The DVT rate in our series compares favorably with those from prior studies in trauma patients. Using a once-daily dosing regimen of dalteparin, DVT was detected in 3.9% of patients and PE in 0.8% of patients. Geerts et al. found a 6% rate of proximal DVT in 344 patients treated with twice-daily enoxaparin.1 With a similar dosing regimen of enoxaparin, Norwood et al. treated 118 patients and detected DVT in 2% of patients.23 Likewise, Schwarcz et al. examined 241 patients treated with twice-daily dosing of enoxaparin and found 2% to have DVT.22 Our study evaluated more than twice the number of patients as in these previous studies and, to our knowledge, is the first report on the efficacy of once-daily dalteparin in a multisystem trauma population.

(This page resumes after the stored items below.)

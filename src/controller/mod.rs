//! Claims controller and its Kubernetes adapter

pub mod claims;
pub mod kube_store;

pub use claims::*;
pub use kube_store::*;
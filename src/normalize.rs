//! Pure normalization helpers shared by the deduplicator, the comparators,
//! and the trace redactor. Every function here is deterministic and
//! idempotent: `normalize(normalize(x)) == normalize(x)`.

use serde::{Deserialize, Serialize};
use unicode_normalization::UnicodeNormalization;
use whatlang::Script;

/// Stopwords removed from titles before dedup comparison.
const TITLE_STOPWORDS: &[&str] = &["the", "a", "an", "of", "for", "and", "in", "on", "to", "by"];

/// Lowercases, NFKC-folds, strips punctuation, removes stopwords, and
/// collapses whitespace. The dedup index keys titles by this form.
pub fn normalize_title(title: &str) -> String {
    // Lowercasing must happen before the punctuation filter: a few
    // uppercase characters lowercase into base + combining mark, and the
    // mark has to be filtered like any other non-alphanumeric.
    let folded: String = title.nfkc().collect::<String>().to_lowercase();
    folded
        .chars()
        .map(|c| if c.is_alphanumeric() { c } else { ' ' })
        .collect::<String>()
        .split_whitespace()
        .filter(|token| !TITLE_STOPWORDS.contains(token))
        .collect::<Vec<_>>()
        .join(" ")
}

/// Lowercases, NFKC-folds, maps punctuation to spaces, and collapses
/// whitespace. Used for author names and institution strings alike.
pub fn normalize_name(name: &str) -> String {
    let folded: String = name.nfkc().collect::<String>().to_lowercase();
    folded
        .chars()
        .map(|c| if c.is_alphanumeric() { c } else { ' ' })
        .collect::<String>()
        .split_whitespace()
        .collect::<Vec<_>>()
        .join(" ")
}

/// Wire-level DOI normalization: lowercase, strip the resolver URL prefix,
/// trim. Returns `None` for strings that normalize to empty.
pub fn normalize_doi(doi: &str) -> Option<String> {
    let lowered = doi.trim().to_lowercase();
    let stripped = ["https://dx.doi.org/", "http://dx.doi.org/", "https://doi.org/", "http://doi.org/"]
        .iter()
        .find_map(|prefix| lowered.strip_prefix(prefix))
        .unwrap_or(&lowered);
    let trimmed = stripped.trim();
    if trimmed.is_empty() {
        None
    } else {
        Some(trimmed.to_string())
    }
}

/// Checks the `dddd-dddd-dddd-dddX` ORCID shape. Invalid ORCIDs are dropped
/// at the ingest boundary with a warning count; they never fail a decision.
pub fn is_valid_orcid(orcid: &str) -> bool {
    let bytes = orcid.as_bytes();
    if bytes.len() != 19 {
        return false;
    }
    for (i, b) in bytes.iter().enumerate() {
        match i {
            4 | 9 | 14 => {
                if *b != b'-' {
                    return false;
                }
            }
            18 => {
                if !b.is_ascii_digit() && *b != b'X' {
                    return false;
                }
            }
            _ => {
                if !b.is_ascii_digit() {
                    return false;
                }
            }
        }
    }
    true
}

/// Surname token of a normalized name. Handles both "smith, john" (comma
/// form keeps the surname first) and "john a smith" (surname last).
pub fn surname(name: &str) -> Option<String> {
    if let Some((family, _)) = name.split_once(',') {
        let family = normalize_name(family);
        return family.split_whitespace().last().map(str::to_string);
    }
    let normalized = normalize_name(name);
    normalized.split_whitespace().last().map(str::to_string)
}

/// First given-name initial of a normalized name, if any given name exists.
pub fn first_given_initial(name: &str) -> Option<char> {
    if let Some((_, given)) = name.split_once(',') {
        return normalize_name(given).chars().next();
    }
    let normalized = normalize_name(name);
    let tokens: Vec<&str> = normalized.split_whitespace().collect();
    if tokens.len() < 2 {
        return None;
    }
    tokens.first().and_then(|t| t.chars().next())
}

/// The `(surname, initial)` blocking key, when both parts are present.
pub fn surname_initial_key(name: &str) -> Option<(String, char)> {
    let family = surname(name)?;
    let initial = first_given_initial(name)?;
    Some((family, initial))
}

/// Projects a name onto `surname + first initial` ("john a smith" ->
/// "smith j") for coauthor-set comparison.
pub fn surname_initial_label(name: &str) -> Option<String> {
    let family = surname(name)?;
    match first_given_initial(name) {
        Some(initial) => Some(format!("{family} {initial}")),
        None => Some(family),
    }
}

/// Script class reported in redacted trace records.
#[derive(Debug, Clone, Copy, PartialEq, Eq, Serialize, Deserialize)]
#[serde(rename_all = "snake_case")]
pub enum ScriptType {
    Latin,
    Cyrillic,
    Cjk,
    Mixed,
    Other,
}

fn classify_script(script: Script) -> ScriptType {
    match script {
        Script::Latin => ScriptType::Latin,
        Script::Cyrillic => ScriptType::Cyrillic,
        Script::Mandarin | Script::Katakana | Script::Hiragana | Script::Hangul => ScriptType::Cjk,
        _ => ScriptType::Other,
    }
}

/// Classifies the dominant script of a name. Tokens that disagree on their
/// script class make the whole name `Mixed`.
pub fn script_type(name: &str) -> ScriptType {
    let mut seen: Option<ScriptType> = None;
    for token in name.split_whitespace() {
        let Some(script) = whatlang::detect_script(token) else {
            continue;
        };
        let class = classify_script(script);
        match seen {
            None => seen = Some(class),
            Some(prev) if prev != class => return ScriptType::Mixed,
            Some(_) => {}
        }
    }
    seen.unwrap_or(ScriptType::Other)
}

/// Structural summary of a name, safe to log verbatim.
#[derive(Debug, Clone, Serialize, Deserialize, PartialEq)]
pub struct NameStructure {
    pub token_count: usize,
    pub avg_token_length: f64,
    pub script_type: ScriptType,
}

pub fn name_structure(name: &str) -> NameStructure {
    let normalized = normalize_name(name);
    let tokens: Vec<&str> = normalized.split_whitespace().collect();
    let total_chars: usize = tokens.iter().map(|t| t.chars().count()).sum();
    let avg = if tokens.is_empty() {
        0.0
    } else {
        total_chars as f64 / tokens.len() as f64
    };
    NameStructure {
        token_count: tokens.len(),
        avg_token_length: avg,
        script_type: script_type(name),
    }
}
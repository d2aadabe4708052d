pub mod compare;
pub mod dedup;
pub mod engine;
pub mod entities;
pub mod error;
pub mod eval;
pub mod index;
pub mod inputs;
pub mod normalize;
pub mod run;
pub mod scoring;
pub mod trace;

// Re-export commonly used types for convenience.
pub use engine::{Decision, DecisionEngine, Thresholds};
pub use entities::{AuthorMention, AuthorProfile, Publication};
pub use error::RunError;
pub use index::AuthorIndex;
pub use run::{execute_run, ResultsFile, RunConfig, RunPaths};
pub use scoring::{MuTable, ScoreBackend, Scorer};
pub use trace::{RunManifest, TraceLog};
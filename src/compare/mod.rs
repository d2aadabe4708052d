//! Per-feature similarity comparators. Each produces a raw similarity in
//! [0,1] together with a discrete bin; the scorer consumes the bins (for
//! Fellegi-Sunter weights) and the raw values (for the baseline).
//!
//! Comparators are pure and deterministic. A NaN similarity is reported as
//! a fatal error rather than coerced.

use serde::{Deserialize, Serialize};
use std::collections::BTreeSet;
use strsim::jaro_winkler;

use crate::entities::{AuthorMention, AuthorProfile};
use crate::error::RunError;
use crate::index::AuthorIndex;
use crate::normalize::{normalize_name, normalize_title, surname_initial_label};

/// The five compared features, in scoring order.
#[derive(Debug, Clone, Copy, PartialEq, Eq, PartialOrd, Ord, Serialize, Deserialize)]
#[serde(rename_all = "snake_case")]
pub enum Feature {
    Name,
    Orcid,
    Coauthor,
    Journal,
    Affiliation,
}

impl Feature {
    pub const ALL: [Feature; 5] = [
        Feature::Name,
        Feature::Orcid,
        Feature::Coauthor,
        Feature::Journal,
        Feature::Affiliation,
    ];

    pub fn as_str(&self) -> &'static str {
        match self {
            Feature::Name => "name",
            Feature::Orcid => "orcid",
            Feature::Coauthor => "coauthor",
            Feature::Journal => "journal",
            Feature::Affiliation => "affiliation",
        }
    }
}

/// Discrete comparison outcome. String-similarity features use
/// `Exact..None`; the ORCID feature uses `Match/Mismatch/Missing`.
#[derive(Debug, Clone, Copy, PartialEq, Eq, PartialOrd, Ord, Serialize, Deserialize)]
#[serde(rename_all = "snake_case")]
pub enum Bin {
    Exact,
    High,
    Medium,
    Low,
    None,
    Match,
    Mismatch,
    Missing,
}

impl Bin {
    pub fn as_str(&self) -> &'static str {
        match self {
            Bin::Exact => "exact",
            Bin::High => "high",
            Bin::Medium => "medium",
            Bin::Low => "low",
            Bin::None => "none",
            Bin::Match => "match",
            Bin::Mismatch => "mismatch",
            Bin::Missing => "missing",
        }
    }
}

/// One comparator's output: raw similarity plus its bin.
#[derive(Debug, Clone, Copy, PartialEq, Serialize, Deserialize)]
pub struct FeatureScore {
    pub value: f64,
    pub bin: Bin,
}

/// The full comparison vector for one (mention, candidate) pair.
#[derive(Debug, Clone, PartialEq)]
pub struct ComparisonVector {
    pub name: FeatureScore,
    pub orcid: FeatureScore,
    pub coauthor: FeatureScore,
    pub journal: FeatureScore,
    pub affiliation: FeatureScore,
}

impl ComparisonVector {
    pub fn get(&self, feature: Feature) -> FeatureScore {
        match feature {
            Feature::Name => self.name,
            Feature::Orcid => self.orcid,
            Feature::Coauthor => self.coauthor,
            Feature::Journal => self.journal,
            Feature::Affiliation => self.affiliation,
        }
    }
}

fn guard(value: f64, feature: &'static str) -> Result<f64, RunError> {
    if value.is_nan() {
        return Err(RunError::NanSimilarity(feature));
    }
    Ok(value)
}

fn name_bin(value: f64) -> Bin {
    if value >= 0.98 {
        Bin::Exact
    } else if value >= 0.90 {
        Bin::High
    } else if value >= 0.75 {
        Bin::Medium
    } else if value >= 0.60 {
        Bin::Low
    } else {
        Bin::None
    }
}

fn jaccard_bin(value: f64) -> Bin {
    if value >= 0.5 {
        Bin::High
    } else if value >= 0.2 {
        Bin::Medium
    } else if value > 0.0 {
        Bin::Low
    } else {
        Bin::None
    }
}

/// True when two normalized names differ only by expanding initials:
/// same surname, and every aligned given token matches exactly or one side
/// is the single-character initial of the other.
fn initial_expansion_match(a: &str, b: &str) -> bool {
    let a_tokens: Vec<&str> = a.split_whitespace().collect();
    let b_tokens: Vec<&str> = b.split_whitespace().collect();
    if a_tokens.len() < 2 || b_tokens.len() < 2 {
        return false;
    }
    if a_tokens.last() != b_tokens.last() {
        return false;
    }
    let a_given = &a_tokens[..a_tokens.len() - 1];
    let b_given = &b_tokens[..b_tokens.len() - 1];
    a_given.iter().zip(b_given.iter()).all(|(x, y)| {
        x == y
            || (x.chars().count() == 1 && y.starts_with(*x))
            || (y.chars().count() == 1 && x.starts_with(*y))
    })
}

/// Jaro-Winkler over the normalized mention name against the candidate's
/// canonical name and every alias, keeping the maximum. Initial-expansion
/// pairs are floored into the `high` bin.
pub fn compare_name(
    mention: &AuthorMention,
    profile: &AuthorProfile,
) -> Result<FeatureScore, RunError> {
    let mention_name = normalize_name(&mention.name);
    let mut best: f64 = 0.0;
    let mut initials_matched = false;
    for candidate in std::iter::once(profile.canonical_name.as_str())
        .chain(profile.aliases.iter().map(String::as_str))
    {
        let candidate = normalize_name(candidate);
        best = best.max(jaro_winkler(&mention_name, &candidate));
        initials_matched |= initial_expansion_match(&mention_name, &candidate);
    }
    if initials_matched {
        best = best.max(0.90);
    }
    let value = guard(best, "name")?;
    Ok(FeatureScore {
        value,
        bin: name_bin(value),
    })
}

/// Exact ORCID comparison. Absence on either side is no-information, not
/// evidence against.
pub fn compare_orcid(mention: &AuthorMention, profile: &AuthorProfile) -> FeatureScore {
    match (mention.orcid.as_deref(), profile.orcid.as_deref()) {
        (Some(a), Some(b)) if a == b => FeatureScore {
            value: 1.0,
            bin: Bin::Match,
        },
        (Some(_), Some(_)) => FeatureScore {
            value: 0.0,
            bin: Bin::Mismatch,
        },
        _ => FeatureScore {
            value: 0.5,
            bin: Bin::Missing,
        },
    }
}

fn jaccard(a: &BTreeSet<String>, b: &BTreeSet<String>) -> f64 {
    if a.is_empty() || b.is_empty() {
        return 0.0;
    }
    let intersection = a.intersection(b).count();
    let union = a.union(b).count();
    intersection as f64 / union as f64
}

/// Jaccard over surname+initial projections of the mention's co-author
/// names against the candidate's coauthor profiles resolved via the index.
pub fn compare_coauthors(
    mention: &AuthorMention,
    profile: &AuthorProfile,
    index: &AuthorIndex,
) -> Result<FeatureScore, RunError> {
    let mention_set: BTreeSet<String> = mention
        .coauthor_names
        .iter()
        .filter_map(|name| surname_initial_label(name))
        .collect();
    let profile_set: BTreeSet<String> = profile
        .coauthor_ids
        .iter()
        .filter_map(|id| index.get(id))
        .filter_map(|coauthor| surname_initial_label(&coauthor.canonical_name))
        .collect();
    let value = guard(jaccard(&mention_set, &profile_set), "coauthor")?;
    Ok(FeatureScore {
        value,
        bin: jaccard_bin(value),
    })
}

/// Jaccard over normalized journal-title sets. The mention side is the
/// journal of the publication carrying it.
pub fn compare_journals(
    publication_journal: Option<&str>,
    profile: &AuthorProfile,
) -> Result<FeatureScore, RunError> {
    let mention_set: BTreeSet<String> = publication_journal
        .map(normalize_title)
        .filter(|j| !j.is_empty())
        .into_iter()
        .collect();
    let profile_set: BTreeSet<String> = profile
        .journals
        .iter()
        .map(|j| normalize_title(j))
        .filter(|j| !j.is_empty())
        .collect();
    let value = guard(jaccard(&mention_set, &profile_set), "journal")?;
    Ok(FeatureScore {
        value,
        bin: jaccard_bin(value),
    })
}

/// Maximum pairwise Jaro-Winkler over normalized institution strings.
pub fn compare_affiliations(
    mention: &AuthorMention,
    profile: &AuthorProfile,
) -> Result<FeatureScore, RunError> {
    let mut best: f64 = 0.0;
    for a in &mention.affiliations {
        let a = normalize_name(a);
        if a.is_empty() {
            continue;
        }
        for b in &profile.affiliations {
            let b = normalize_name(b);
            if b.is_empty() {
                continue;
            }
            best = best.max(jaro_winkler(&a, &b));
        }
    }
    let value = guard(best, "affiliation")?;
    Ok(FeatureScore {
        value,
        bin: name_bin(value),
    })
}

/// Builds the full comparison vector for one candidate.
pub fn compare(
    mention: &AuthorMention,
    publication_journal: Option<&str>,
    profile: &AuthorProfile,
    index: &AuthorIndex,
) -> Result<ComparisonVector, RunError> {
    Ok(ComparisonVector {
        name: compare_name(mention, profile)?,
        orcid: compare_orcid(mention, profile),
        coauthor: compare_coauthors(mention, profile, index)?,
        journal: compare_journals(publication_journal, profile)?,
        affiliation: compare_affiliations(mention, profile)?,
    })
}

We recognize that this is a single institution’s experience. Although providing a control group would be ideal, we did not believe it ethical to withhold DVT prophylaxis in this patient population. We also did not think that choosing an LMWH with twice-daily administration—the only regimen with proven decreases in DVT and PE rates—was viable in our institution because of the low compliance rates. Therefore, our dosing regimen may be criticized for lack of a comparative group. Similarly, without such a control, our efficacy is based on prior reports; our study showed similar rates of DVT/PE, although strict population matching remains limited by such an approach. Our standard technique for DVT screening is duplex US. Although venography is considered the gold standard for diagnosing DVT, in experienced hands the sensitivity of duplex US is 92% to 95%, and the specificity is 97% to 100%.34 One drawback, however, is that US may underestimate the DVT rate because of its inability to examine pelvic veins. We believe that venography does not lend itself to severely injured patients. Many of these patients are extremely labile; and unnecessary dye loads, with the risk of impending renal failure in the face of incipient multisystem organ failure, cannot be justified. Duplex US can be performed at the bedside without deleterious effect on the patient. An additional limitation of the study is the timing of the second duplex; although the timing of the follow-up US was determined prior to initiation of the study to establish a reasonable interval from that performed at admission and entry into the study, the average hospital stay was several days longer than the predetermined time interval. With up to 50% of DVTs occurring after the first week of hospitalization, early screening may miss such occurrences. As such, patients with prolonged hospitalizations and asymptomatic DVTs would be underestimated by this approach.

CONCLUSIONS

In our experience, once-daily LMWH prophylaxis for DVT in severely injured patients is safe, feasible, and efficacious. Dalteparin administered in a convenient once-daily dosing regimen had similar safety and efficacy results compared to previous studies utilizing twice-daily enoxaparin. In addition, the once-daily dosing schedule, administered regardless of the need for invasive procedures, resulted in increased compliance compared to a pilot study at our institution in which LMWH was discontinued on the day of surgery. Our protocol allows one to “operate through” systemic prophylaxis and ensures timely prophylaxis for brain-injured and multisystem-trauma patients. Future prospective randomized studies should be performed to validate these findings.